May 31, 2013
Here’s what you need to know about buying or leasing a car to make a decision that’s right for your financial circumstances.
Know the deal with a lease.
A car lease is a contract that allows you to use a new vehicle for a set amount of time, usually two, three, or four years. At that point, you return it to the dealer, or you can then buy it at a previously set price.
- Look to the future. Is this car a vehicle you envision driving just for the next few years and then trading it in? Or do you see keeping it for years to come, perhaps for a son or daughter to learn to drive in? Only by buying a car will you actually own it outright and be able to pass it down to a family member or sell it down the line. In addition, with a lease, you’ll never reach a point when you’re free of monthly payments.
- Are you on a tight budget? If your monthly budget is telling you that you have limited funds, you might want to consider leasing. Car dealers are usually willing to negotiate a low down payment on a leased car. And because a leasing agreement only requires you to pay off the depreciation on the car (often referred to as “amortization value”) and not its total value, your monthly payments are likely to be lower than if you were to purchase.
- No extra charges. Many lease agreements set limits on annual kilometres. Go beyond the typical 15,000 or so kilometres per year you’re allowed and you’ll wind up having to pay a penalty. Buying a car, on other hand, grants you endless travel.

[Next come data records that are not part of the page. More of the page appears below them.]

use cazcheck::cli::Cli;
use cazcheck::config::{Config, ConfigLoader};
use cazcheck::utils::{block_on, logging};
use cazcheck::{GatewayEvent, Handler};
use std::fs;
use std::io;

fn main() -> Result<(), Box<dyn std::error::Error>> {
    let cli = Cli::parse_args();
    logging::init();

    // Handle configuration commands
    if cli.init {
        Config::init()?;
        return Ok(());
    }

    let mut config = ConfigLoader::load(cli.config.as_deref())?;
    if cli.mileage_rate {
        config.enable_mileage_rate = true;
    }

    if cli.print {
        config.print()?;
        return Ok(());
    }

    if cli.check {
        config.check()?;
        println!("✓ Configuration valid");
        return Ok(());
    }

    // Fails here, before any request, when the MOT key is missing
    let handler = Handler::new(config)?;

    let event = match (&cli.vrn, &cli.event) {
        (Some(vrn), _) => GatewayEvent::for_vrn(vrn.clone()),
        (None, Some(path)) => serde_json::from_str(&fs::read_to_string(path)?)?,
        (None, None) => {
            let stdin = io::stdin();
            serde_json::from_reader(stdin.lock())?
        }
    };

    let response = block_on(handler.handle(&event))??;
    println!("{}", serde_json::to_string(&response)?);

    Ok(())
}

- Care for wear and tear. If you typically take good care of your car — always remembering to take it in for regular maintenance — a lease could work out well for you. That’s because once a lease expires, you’ll be able to turn in your car, or drive out with a new one, without any additional penalties or issues with trade-in value.
Understanding what’s involved in purchasing or leasing a car is key to making the best decision for you.
*Note: where applicable. Vehicular leasing is not available in all countries.